Wanderlust

You cannot depend on your eyes when your imagination is out of focus. ~ Mark Twain

Friday, April 28, 2006

Homage to the Gift of Life

I'm thinking of our family friend Liz, who's in hospice right now, with cancer that is spreading unstoppably, and which will take her life soon.

Liz isn't interested in moroseness and grief, but in life and joy. She's a religious woman with a sense of God that gives her strength and peace. She values family, friendship, love and humour. And good literature and travel, and living to one's fullest (and sharing tales with loved ones).

But I still feel Time's passing, and its ephemeral pleasures and pains, and for a while have steered clear from writing. At first I felt depressed, when we heard the news, and then I felt silent. And so I avoided writing some more. And then I understood that Liz didn't want life to fall silent for a moment for her, but I felt guilty writing and finding pleasure in reliving good moments. But now I don't any more. But I want to pay homage first to her, and in a small, small, small, tiny way, these two poems are a moment of recognition of Life's giving and taking this year.

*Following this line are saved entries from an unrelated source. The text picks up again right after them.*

// Copyright 2024 Karpeles Lab Inc.
// Based on the LZ4K compression format by Huawei Technologies
// Use of this source code is governed by a BSD-style
// license that can be found in the LICENSE file.

//! Dictionary support for LZ4K compression

use crate::constants::REPEAT_MIN;
use crate::decode::decode_delta;
use crate::encode::{encode_delta, update_delta_state};
use crate::error::{Error, Result};
use crate::state::EncodeState;

/// Minimum dictionary size
pub const MIN_DICT_SIZE: usize = 16;

/// Maximum dictionary size
pub const MAX_DICT_SIZE: usize = 65536;

/// Largest dictionary plus input that still fits one block
const MAX_WINDOW: usize = MAX_DICT_SIZE + REPEAT_MIN;

/// Dictionary for LZ4K compression
///
/// Back-references may point into the dictionary, so blocks that resemble it
/// compress better. The dictionary and the data being compressed share one
/// contiguous window, which is why the two together may not exceed
/// `MAX_DICT_SIZE + 4` bytes.
pub struct Dict {
    /// Dictionary length; `window[..dict_len]` is the dictionary
    dict_len: usize,
    /// Dictionary followed by scratch space for the current block
    window: Vec<u8>,
    /// Hash table after scanning the dictionary
    primed: Box<EncodeState>,
    /// Working copy of `primed` for the current block
    work: Box<EncodeState>,
}

impl Dict {
    /// Create a dictionary from raw bytes.
    /// Returns None if the size is out of range.
    pub fn new(data: &[u8]) -> Option<Self> {
        if data.len() < MIN_DICT_SIZE || data.len() > MAX_DICT_SIZE {
            return None;
        }

        let mut dict = Dict {
            dict_len: data.len(),
            window: data.to_vec(),
            primed: Box::default(),
            work: Box::default(),
        };
        dict.prime().ok()?;
        Some(dict)
    }

    /// Get dictionary data
    pub fn data(&self) -> &[u8] {
        &self.window[..self.dict_len]
    }

    /// Largest block that can be compressed against this dictionary
    pub fn max_block_len(&self) -> usize {
        MAX_WINDOW - self.dict_len
    }

    fn prime(&mut self) -> Result<()> {
        update_delta_state(&mut self.primed, &self.window[..self.dict_len], 0)
    }

    /// Compress `src` with back-references into the dictionary.
    /// Returns the size of the block written to `dst`.
    pub fn encode(&mut self, src: &[u8], dst: &mut [u8]) -> Result<usize> {
        if src.is_empty() || src.len() > self.max_block_len() {
            log::debug!("lz4k dict: block of {} bytes does not fit the window", src.len());
            return Err(Error::Failed);
        }

        self.window.truncate(self.dict_len);
        self.window.extend_from_slice(src);
        self.work.clone_from(&self.primed);
        encode_delta(&mut self.work, &self.window, self.dict_len, dst)
    }

    /// Decompress a block produced by [`Dict::encode`] into `dst`.
    /// Returns the number of bytes written.
    pub fn decode(&mut self, src: &[u8], dst: &mut [u8]) -> Result<usize> {
        let cap = dst.len().min(self.max_block_len());
        self.window.truncate(self.dict_len);
        self.window.resize(self.dict_len + cap, 0);

        let n = decode_delta(src, &mut self.window, self.dict_len)?;
        dst[..n].copy_from_slice(&self.window[self.dict_len..self.dict_len + n]);
        Ok(n)
    }
}

impl std::fmt::Debug for Dict {
    fn fmt(&self, f: &mut std::fmt::Formatter<'_>) -> std::fmt::Result {
        f.debug_struct("Dict").field("len", &self.dict_len).finish()
    }
}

They're both by Sergei Esenin. The second one, shared in both Russian and English since I love the sound in Russian, is his last poem. And although its background is tragic, and both poems have sad elements to them, that's not what I'm thinking of as I read it and place it here today...

1.
No regret I feel, no pain, no sorrow,
Blossom blows away, a song is sung.
Overcome by autumn gold, tomorrow
I myself shall be no longer young.

You'll not throb, heart, as before, but tremble,
Feeling chills that you have not yet known.
In bare feet you shall no more be tempted
Through the birch-print countryside to roam.

Roving spirit, ever now less often
Do you rouse a flame upon my lips.
Freshness I have lost, keen looks forgotten,
Feelings running at full flood I miss.

I'm austerer now in my desiring.
Life, were you real, or of fancy born?
It's as if in spring I've been out riding
On a pink horse in the vibrant dawn.

In this world of ours we all are mortal,
Copper leaves from maples gently slide…
Ever blest was I to be accorded
Time for blossoming before I died.

2.
До свиданья, друг мой, до свиданья.
Милый мой, ты у меня в груди.
Предназначенное расставанье
Обещает встречу впереди.

До свиданья, друг мой, без руки, без слова,
Не грусти и не печаль бровей,
-В этой жизни умирать не ново,
Но и жить, конечно, не новей.


Good-bye, my friend, good-bye.
My dear one, you are in my breast.
This predestined parting
Promises a meeting ahead.

Good-bye, my friend, without hand, without word,
No sorrow and no sadness in the brow,
-In this life, dying is nothing new,
But living, of course, isn't novel either.

***

“Somebody should tell us, right at the start of our lives, that we are dying. Then we might live life to the limit, every minute of every day. Do it! I say. Whatever you want to do, do it now! There are only so many tomorrows.” ~ Pope Paul VI (1897-1978)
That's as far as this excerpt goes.